Llega a adquirir conciencia o contraer el complejo de escritora de cartas. Un buen filón de su jornada monástica y contemplativa tiene que reservarse para eso: «dijo a este testigo la dicha Ana de san Bartolomé que la acaecía a la dicha Madre Teresa estarse despachando y escribiendo cartas hasta las dos de la mañana, y que se acostaba a aquella hora y decía la despertasen de allí a dos horas…» (BMC 18, 286).
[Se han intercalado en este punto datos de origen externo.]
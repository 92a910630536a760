//! Points wallet ledger
//!
//! Append-only transaction log per member. Balances are derived from the
//! ledger; a running balance is cached per user and must always equal the
//! signed ledger sum. The overdraft check and the append happen inside one
//! critical section, so concurrent debits can never both pass against a
//! stale balance.

use crate::errors::{AppError, Result};
use crate::models::{PointsTransaction, TransactionKind};
use chrono::Utc;
use std::collections::HashMap;
use tokio::sync::Mutex;
use tracing::info;
use uuid::Uuid;

#[derive(Default)]
struct LedgerState {
    entries: Vec<PointsTransaction>,
    balances: HashMap<String, i64>,
}

impl LedgerState {
    fn balance_of(&self, user_id: &str) -> i64 {
        self.balances.get(user_id).copied().unwrap_or(0)
    }

    fn commit(&mut self, row: PointsTransaction) -> PointsTransaction {
        *self.balances.entry(row.user_id.clone()).or_insert(0) += row.signed_amount();
        self.entries.push(row.clone());
        row
    }
}

/// The ledger component
#[derive(Default)]
pub struct WalletLedger {
    state: Mutex<LedgerState>,
}

impl WalletLedger {
    pub fn new() -> Self {
        Self::default()
    }

    /// Append one entry. Amount must be strictly positive; a debit that
    /// would take the balance below zero fails with no ledger change.
    pub async fn append(
        &self,
        user_id: &str,
        kind: TransactionKind,
        amount: i64,
        description: &str,
    ) -> Result<PointsTransaction> {
        let mut state = self.state.lock().await;
        let row = Self::build_row(&state, user_id, kind, amount, description)?;
        let row = state.commit(row);

        info!(
            user_id = %row.user_id,
            kind = ?row.kind,
            amount = row.amount,
            "Ledger entry appended"
        );
        Ok(row)
    }

    /// Append several debits for one user, all-or-nothing.
    ///
    /// The combined overdraft check runs against the pre-read balance inside
    /// the same critical section as the appends; if any debit would overdraw,
    /// none is committed.
    pub async fn debit_batch(
        &self,
        user_id: &str,
        debits: &[(i64, String)],
    ) -> Result<Vec<PointsTransaction>> {
        let mut state = self.state.lock().await;

        let mut projected = state.balance_of(user_id);
        let mut rows = Vec::with_capacity(debits.len());
        for (amount, description) in debits {
            let row = Self::build_row(
                &state,
                user_id,
                TransactionKind::Debit,
                *amount,
                description,
            )?;
            projected -= *amount;
            if projected < 0 {
                return Err(AppError::InsufficientFunds {
                    balance: state.balance_of(user_id),
                    attempted: debits.iter().map(|(a, _)| *a).sum(),
                });
            }
            rows.push(row);
        }

        Ok(rows.into_iter().map(|r| state.commit(r)).collect())
    }

    /// Current balance; zero for users with no history
    pub async fn balance(&self, user_id: &str) -> i64 {
        self.state.lock().await.balance_of(user_id)
    }

    /// A user's entries in append order
    pub async fn history(&self, user_id: &str) -> Vec<PointsTransaction> {
        self.state
            .lock()
            .await
            .entries
            .iter()
            .filter(|t| t.user_id == user_id)
            .cloned()
            .collect()
    }

    fn build_row(
        state: &LedgerState,
        user_id: &str,
        kind: TransactionKind,
        amount: i64,
        description: &str,
    ) -> Result<PointsTransaction> {
        if amount <= 0 {
            return Err(AppError::Validation {
                message: "transaction amount must be strictly positive".into(),
                field: Some("amount".into()),
            });
        }
        if kind == TransactionKind::Debit && state.balance_of(user_id) < amount {
            return Err(AppError::InsufficientFunds {
                balance: state.balance_of(user_id),
                attempted: amount,
            });
        }

        Ok(PointsTransaction {
            id: Uuid::new_v4(),
            user_id: user_id.to_string(),
            kind,
            amount,
            description: description.to_string(),
            created_at: Utc::now(),
        })
    }
}
//! Points ledger entities

use chrono::{DateTime, Utc};
use serde::{Deserialize, Serialize};
use uuid::Uuid;

/// Sign of a ledger entry; amounts themselves are always positive
#[derive(Debug, Clone, Copy, Serialize, Deserialize, PartialEq, Eq)]
#[serde(rename_all = "snake_case")]
pub enum TransactionKind {
    Credit,
    Debit,
}

/// One immutable ledger entry
#[derive(Debug, Clone, Serialize, Deserialize, PartialEq)]
pub struct PointsTransaction {
    pub id: Uuid,
    pub user_id: String,
    pub kind: TransactionKind,
    /// Strictly positive; the sign is carried by `kind`
    pub amount: i64,
    pub description: String,
    pub created_at: DateTime<Utc>,
}

impl PointsTransaction {
    /// Signed contribution of this entry to the balance
    pub fn signed_amount(&self) -> i64 {
        match self.kind {
            TransactionKind::Credit => self.amount,
            TransactionKind::Debit => -self.amount,
        }
    }
}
Escribirá ella misma: «¡estas cartas!… me mata tanta baraúnda» (138, 1). Y casi a la par: «cartas, que con esto vivo» (160). Tantas cartas… «me tienen tonta» (124, 6). Y, puesta a escribir, la «lástima es que no sé acabar» (175, 10). Todo ello sin traumas para su vocación mística ni para su alma de contemplativa. Sin repliegues involutivos hacia el eremitismo y la soledad. Y a la vez sin problemas para la vida religiosa que ella promueve y acaudilla. Al contrario. Precisamente dentro del grupo monacal que ha congregado en torno a su persona, pone en marcha un estilo de fraternidad y convivencia que exige la comunicación humana con la misma fuerza que la comunión en los ideales místicos. Cada carmelo suyo es un grupo de personas abiertas en las dos dimensiones: en la comunión mística del ideal contemplativo y en la comunicación humana de la vida de cada día, con sus alegrías, problemas y quehaceres. De ahí que cuando los carmelos de la Madre Teresa se multiplican, rebrota a nivel intercomunitario la misma necesidad de comunicar. Ella de nuevo en el centro. El carteo, de Carmelo a Carmelo, crea una red de comunicaciones que prolongan la apertura de alma de la Fundadora. Problemas caseros, enfermedades y dolencias monjiles, vocaciones, intercambio de regalos, acoso pecuniario, indumentaria, estampas, recetas de curandería, lecturas, motivos de oración, todo lo que hace el entramado de la vida cotidiana en un grupo de religiosas enclaustradas, asoma ahora y fluye por el carteo que va y viene de un carmelo a otro, a través del cauce creado por la fundadora: «ese mundazo de Sevilla» (152, 4); «esa Babilonia» de la corte de Madrid (265, 1); las noticias de las Indias —«¡esos indios no me cuestan poco!» (2, 13)— o las algaradas de los moriscos en las serranías de Andalucía, o los presagios de guerra con Portugal («lo siento tan tiernamente que deseo la muerte… por no lo ver» —por no ver la guerra— 305, 5), o las peripecias del mundillo conventual… Todo ello visto al trasluz de un prisma excepcional: los ojos vivaces y purificados de la Madre Teresa.
Su epistolario resulta, así, un jirón de historia al natural, modesta y humilde, pero veraz; y una lección de vida humana y cristiana integral, sin adobos ni alambiques. «Entre los pucheros anda el Señor», había escrito ella. Las alturas de la experiencia mística contadas en las Moradas, resulta que eran vividas entre el ajetreo de carteros y carromatos, tal como queda documentado en este epistolario.